A woman walks past JPMorgan Chase & Co’s international headquarters on Park Avenue in New York.
Andrew Burton | Reuters
LONDON – JPMorgan has upgraded UK stocks to ‘overweight’, ending years of caution in UK equity markets which the bank said are now trading at a ‘record discount’.
The Wall Street giant had held a long-standing cautious call on UK stocks since the 2016 Brexit referendum before switching to neutral in July 2020 after a particularly dire period for UK stocks and the worst of the coronavirus pandemic.
However, as UK stocks had outperformed their transatlantic and European peers over the past 12 months, JPMorgan raised them to overweight in both European and global contexts on Monday.
Since the Brexit referendum, British stocks have lagged the US by a cumulative 50% and the euro zone by 24%, said Mislav Matejka, Head of Global and European Equity Strategy at JPMorgan, in a research note.
JPMorgan’s aggregated data showed that the UK achieved “record discounts” on other regions on both a price / earnings and price-to-book basis. The former helps determine the market value of a company’s stock relative to its financial results, while the latter is relative to the book value of the company’s equity.
The discount applies even if value sectors – those that are generally trading at a discount to their financial fundamentals – are excluded.
“Within the UK we have long had a preference for FTSE 250 over FTSE 100 and for
Domestic vs. Exporters. We now believe that FTSE 100 could do better, “said Matejka.
Matejka’s team is funding the appreciation by reducing its exposure to Japan and selecting 25 UK stocks to best capitalize on the catch-up business. This includes such high profile names as BP, Barclays, Jupiter Fund Management and Vodafone.

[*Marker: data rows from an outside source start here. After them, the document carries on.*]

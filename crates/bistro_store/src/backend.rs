//! Backend and session traits.

use crate::error::{StoreError, StoreResult};
use crate::model::{Restaurant, RestaurantId, Review, ReviewId};
use std::fmt;

/// The relational tables managed by a backend.
#[derive(Debug, Clone, Copy, PartialEq, Eq, Hash)]
pub enum Table {
    /// The `restaurants` table.
    Restaurants,
    /// The `reviews` table.
    Reviews,
}

impl Table {
    /// SQL table name.
    #[must_use]
    pub const fn name(self) -> &'static str {
        match self {
            Self::Restaurants => "restaurants",
            Self::Reviews => "reviews",
        }
    }
}

impl fmt::Display for Table {
    fn fmt(&self, f: &mut fmt::Formatter<'_>) -> fmt::Result {
        f.write_str(self.name())
    }
}

/// A factory of sessions against one relational store.
///
/// Backends are shared across threads. Each call to [`connect`] yields an
/// independent session; sessions are never shared between threads at the
/// same time.
///
/// # Implementors
///
/// - [`crate::MemoryBackend`] - For testing
/// - [`crate::SqliteBackend`] - For persistent storage
///
/// [`connect`]: StoreBackend::connect
pub trait StoreBackend: Send + Sync {
    /// Human-readable backend name, used in logs.
    fn name(&self) -> &str;

    /// Opens a new session.
    ///
    /// # Errors
    ///
    /// Returns [`StoreError::Unavailable`] (or a connection-class SQLite
    /// error) if the store cannot be reached.
    fn connect(&self) -> StoreResult<Box<dyn StoreSession>>;
}

/// A single connection to the store.
///
/// All writes issued between [`begin`] and [`commit`] are atomic. Writes
/// outside a transaction are applied immediately.
///
/// [`begin`]: StoreSession::begin
/// [`commit`]: StoreSession::commit
pub trait StoreSession: Send {
    /// Issues a trivial round-trip to check the connection is alive.
    fn ping(&mut self) -> StoreResult<()>;

    /// Starts a transaction.
    fn begin(&mut self) -> StoreResult<()>;

    /// Commits the active transaction.
    fn commit(&mut self) -> StoreResult<()>;

    /// Rolls back the active transaction.
    fn rollback(&mut self) -> StoreResult<()>;

    /// Returns true while a transaction is open.
    fn in_transaction(&self) -> bool;

    /// All restaurants, ordered by name.
    fn restaurants(&mut self) -> StoreResult<Vec<Restaurant>>;

    /// Looks up a restaurant by id.
    fn restaurant_by_id(&mut self, id: RestaurantId) -> StoreResult<Option<Restaurant>>;

    /// Looks up a restaurant by its unique name.
    fn restaurant_by_name(&mut self, name: &str) -> StoreResult<Option<Restaurant>>;

    /// Inserts a restaurant and returns its new id.
    fn insert_restaurant(&mut self, restaurant: &Restaurant) -> StoreResult<RestaurantId>;

    /// Overwrites the row matching `restaurant.id()`.
    fn update_restaurant(&mut self, restaurant: &Restaurant) -> StoreResult<()>;

    /// Deletes a restaurant. Returns false if no row matched.
    fn delete_restaurant(&mut self, id: RestaurantId) -> StoreResult<bool>;

    /// All reviews, ordered by id.
    fn reviews(&mut self) -> StoreResult<Vec<Review>>;

    /// Looks up a review by id.
    fn review_by_id(&mut self, id: ReviewId) -> StoreResult<Option<Review>>;

    /// Inserts a review and returns its new id.
    fn insert_review(&mut self, review: &Review) -> StoreResult<ReviewId>;

    /// Overwrites the row matching `review.id()`.
    fn update_review(&mut self, review: &Review) -> StoreResult<()>;

    /// Deletes a review. Returns false if no row matched.
    fn delete_review(&mut self, id: ReviewId) -> StoreResult<bool>;

    /// Deletes every review of one restaurant and returns how many went.
    fn delete_reviews_for(&mut self, restaurant: RestaurantId) -> StoreResult<usize>;

    /// Row count of a table.
    fn count(&mut self, table: Table) -> StoreResult<u64>;
}

/// Runs `f` inside a transaction on `session`.
///
/// Commits if `f` succeeds. If `f` or the commit fails the transaction is
/// rolled back and the original error is returned; a failing rollback is
/// only logged.
pub fn transaction<T, E, F>(session: &mut dyn StoreSession, f: F) -> Result<T, E>
where
    E: From<StoreError>,
    F: FnOnce(&mut dyn StoreSession) -> Result<T, E>,
{
    session.begin()?;
    let result = f(session).and_then(|value| {
        session.commit()?;
        Ok(value)
    });
    if result.is_err() && session.in_transaction() {
        if let Err(e) = session.rollback() {
            tracing::warn!(error = %e, "rollback failed");
        }
    }
    result
}
impl HandleState {
    /// Returns true while an open or close is in flight.
    pub fn is_transitioning(&self) -> bool {
        matches!(self, HandleState::Opening | HandleState::Closing)
    }
}

struct Inner {
    state: HandleState,
    generation: u64,
    idle: Vec<Box<dyn StoreSession>>,
    last_error: Option<String>,
}

/// Owns the session factory for the store.
///
/// All lifecycle transitions go through one coarse state flag guarded by a
/// mutex and condition variable, so `open`, `close`, `restart` and
/// `suspend` are totally ordered. At most one generation of sessions is
/// live: closing bumps the generation and sessions from an older
/// generation are discarded instead of being returned to the pool.
pub struct PersistenceHandle {
    backend: Arc<dyn StoreBackend>,
    inner: Mutex<Inner>,
    changed: Condvar,
    open_wait: Duration,
    settle_delay: Duration,
    max_idle: usize,
}

impl PersistenceHandle {
    /// Creates a closed handle over `backend`.
    pub fn new(backend: Arc<dyn StoreBackend>, config: &Config) -> Self {
        Self {
            backend,
            inner: Mutex::new(Inner {
                state: HandleState::Closed,
                generation: 0,
                idle: Vec::new(),
                last_error: None,
            }),
            changed: Condvar::new(),
            open_wait: config.open_wait,
            settle_delay: config.settle_delay,
            max_idle: config.max_idle_sessions,
        }
    }

    /// Current state.
    pub fn state(&self) -> HandleState {
        self.inner.lock().state
    }

    /// Returns true if sessions can be handed out without opening.
    pub fn is_open(&self) -> bool {
        self.state() == HandleState::Open
    }

    /// Increases every time the handle is opened or closed.
    pub fn generation(&self) -> u64 {
        self.inner.lock().generation
    }

    /// Message of the last failed open, if any.
    pub fn last_error(&self) -> Option<String> {
        self.inner.lock().last_error.clone()
    }

    /// Name of the underlying backend.
    pub fn backend_name(&self) -> &str {
        self.backend.name()
    }

    /// Blocks while an open or close is in flight, at most until `deadline`.
    fn wait_stable(&self, inner: &mut MutexGuard<'_, Inner>, deadline: Instant) -> bool {
        while inner.state.is_transitioning() {
            if self.changed.wait_until(inner, deadline).timed_out() {
                return !inner.state.is_transitioning();
            }
        }
        true
    }

    /// Opens the handle and verifies the store with a round trip.
    ///
    /// Idempotent. If another thread is opening, waits up to the configured
    /// open wait and returns that attempt's outcome.
    pub fn open(&self) -> CoreResult<()> {
        let mut inner = self.inner.lock();
        let deadline = Instant::now() + self.open_wait;
        loop {
            match inner.state {
                HandleState::Open => return Ok(()),
                HandleState::Suspended => {
                    return Err(CoreError::connection(
                        "persistence handle is suspended for maintenance",
                    ))
                }
                HandleState::Closed => break,
                HandleState::Opening => {
                    let generation = inner.generation;
                    if !self.wait_stable(&mut inner, deadline) {
                        return Err(CoreError::connection("timed out waiting for concurrent open"));
                    }
                    // The concurrent open failed if it left the handle closed
                    // without moving the generation.
                    if inner.state == HandleState::Closed && inner.generation == generation {
                        let message = inner
                            .last_error
                            .clone()
                            .unwrap_or_else(|| "concurrent open failed".to_string());
                        return Err(CoreError::connection(message));
                    }
                }
                HandleState::Closing => {
                    if !self.wait_stable(&mut inner, deadline) {
                        return Err(CoreError::connection("timed out waiting for close"));
                    }
                }
            }
        }

        inner.state = HandleState::Opening;
        drop(inner);

        let result = self.backend.connect().and_then(|mut session| {
            session.ping()?;
            Ok(session)
        });

        let mut inner = self.inner.lock();
        let outcome = match result {
            Ok(session) => {
                inner.state = HandleState::Open;
                inner.generation += 1;
                inner.last_error = None;
                inner.idle.push(session);
                tracing::info!(
                    backend = self.backend.name(),
                    generation = inner.generation,
                    "persistence handle opened"
                );
                Ok(())
            }
            Err(e) => {
                inner.state = HandleState::Closed;
                inner.last_error = Some(e.to_string());
                tracing::warn!(
                    backend = self.backend.name(),
                    error = %e,
                    "persistence handle failed to open"
                );
                Err(CoreError::connection(format!("cannot open store: {e}")))
            }
        };
        drop(inner);
        self.changed.notify_all();
        outcome
    }

    /// Closes the handle, dropping idle sessions.
    ///
    /// Idempotent. Waits for an in-flight open to finish first. Sessions
    /// currently checked out are discarded when returned.
    pub fn close(&self) {
        let mut inner = self.inner.lock();
        while inner.state.is_transitioning() {
            self.changed.wait(&mut inner);
        }
        if inner.state != HandleState::Open {
            return;
        }
        self.teardown(inner, HandleState::Closed);
    }

    fn teardown(&self, mut inner: MutexGuard<'_, Inner>, target: HandleState) {
        inner.state = HandleState::Closing;
        inner.generation += 1;
        let idle = std::mem::take(&mut inner.idle);
        drop(inner);

        let dropped = idle.len();
        drop(idle);

        let mut inner = self.inner.lock();
        inner.state = target;
        tracing::info!(sessions = dropped, state = ?target, "persistence handle closed");
        drop(inner);
        self.changed.notify_all();
    }

    /// Closes, waits the settle delay, and opens again.
    pub fn restart(&self) -> CoreResult<()> {
        if self.state() == HandleState::Suspended {
            return Err(CoreError::connection(
                "persistence handle is suspended for maintenance",
            ));
        }
        tracing::info!("restarting persistence handle");
        self.close();
        thread::sleep(self.settle_delay);
        self.open()
    }

    /// Closes the handle and keeps it closed until [`resume`](Self::resume).
    ///
    /// While suspended, `session()` and `open()` fail with a connection
    /// error instead of reconnecting.
    pub fn suspend(&self) {
        let mut inner = self.inner.lock();
        while inner.state.is_transitioning() {
            self.changed.wait(&mut inner);
        }
        match inner.state {
            HandleState::Suspended => {}
            HandleState::Open => self.teardown(inner, HandleState::Suspended),
            _ => {
                inner.state = HandleState::Suspended;
                inner.generation += 1;
                drop(inner);
                self.changed.notify_all();
            }
        }
    }

    /// Leaves the suspended state, waits the settle delay and opens.
    pub fn resume(&self) -> CoreResult<()> {
        {
            let mut inner = self.inner.lock();
            if inner.state == HandleState::Suspended {
                inner.state = HandleState::Closed;
            }
        }
        self.changed.notify_all();
        thread::sleep(self.settle_delay);
        self.open()
    }

    /// Checks out a session, opening the handle lazily if it is closed.
    pub fn session(&self) -> CoreResult<SessionGuard<'_>> {
        loop {
            let mut inner = self.inner.lock();
            match inner.state {
                HandleState::Open => {
                    let generation = inner.generation;
                    if let Some(session) = inner.idle.pop() {
                        return Ok(SessionGuard::new(self, session, generation));
                    }
                    drop(inner);
                    let session = self.backend.connect()?;
                    return Ok(SessionGuard::new(self, session, generation));
                }
                HandleState::Closed => {
                    drop(inner);
                    self.open()?;
                }
                HandleState::Suspended => {
                    return Err(CoreError::connection(
                        "persistence handle is suspended for maintenance",
                    ))
                }
                HandleState::Opening | HandleState::Closing => {
                    let deadline = Instant::now() + self.open_wait;
                    if !self.wait_stable(&mut inner, deadline) {
                        return Err(CoreError::connection("timed out waiting for handle"));
                    }
                }
            }
        }
    }

    /// Runs `f` with a checked-out session.
    ///
    /// A session that hit a connection-class error is discarded rather than
    /// returned to the idle pool.
    pub fn with_session<T, F>(&self, f: F) -> CoreResult<T>
    where
        F: FnOnce(&mut dyn StoreSession) -> CoreResult<T>,
    {
        let mut guard = self.session()?;
        let result = f(&mut *guard);
        if matches!(&result, Err(e) if e.is_retryable()) {
            guard.discard();
        }
        result
    }

    fn give_back(&self, session: Box<dyn StoreSession>, generation: u64) {
        let mut inner = self.inner.lock();
        if inner.state == HandleState::Open
            && inner.generation == generation
            && inner.idle.len() < self.max_idle
            && !session.in_transaction()
        {
            inner.idle.push(session);
        }
    }

    /// Sessions currently idle in the pool.
    pub fn idle_sessions(&self) -> usize {
        self.inner.lock().idle.len()
    }
}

The new overweight position in JPMorgan in the UK follows a longstanding assessment of European equity analysts at British rival Barclays, who also overweight the large cap FTSE 100 due to its export-heavy composition, but underweight the more domestically weighted FTSE 250.
That dwindling confidence in domestic small-cap stocks was confirmed Tuesday by Credit Suisse, which trimmed UK small-caps to underweight and increased its US counterparts to overweight.
“UK small caps are much more cyclical and domestic than large caps, yet UK small caps have barely reacted to the decline in UK PMIs (purchasing managers’ index), which could well go further,” said Credit Suisse strategists in a Research Note, adding added that UK small caps are pricing in a PMI of 62, down from 57 today.
“The UK faces a number of idiosyncratic supply-side challenges with a more restrictive central bank, which could put next year’s GDP projections under more pressure than in other regions.”
Credit Suisse noted that UK small caps often do poorly when the pound sterling falls and currently appear to be anticipating a decline in credit spreads that strategists see as “unlikely”.
“Despite these risks, small caps continue to trade at a very high valuation premium over large caps compared to their history,” they added.
Steve Brice, chief investment officer at Standard Chartered, told CNBC last week that the bank’s main concern about the UK equity market is whether the Bank of England will “overreact” to persistently high inflation, which is now at 5%. is expected.
The central bank held back on an expected rate hike last week and decided to wait and evaluate the labor market data after the UK vacation program ended. However, the markets by and large expect an increase to come.
“Of course there are delivery bottlenecks worldwide, but they will also be alleviated in the UK by Brexit, so that it is not a preferred market for us from a stock market perspective,” said Brice.
“If we look around the world today, this is our most unpopular market because of these political risks.”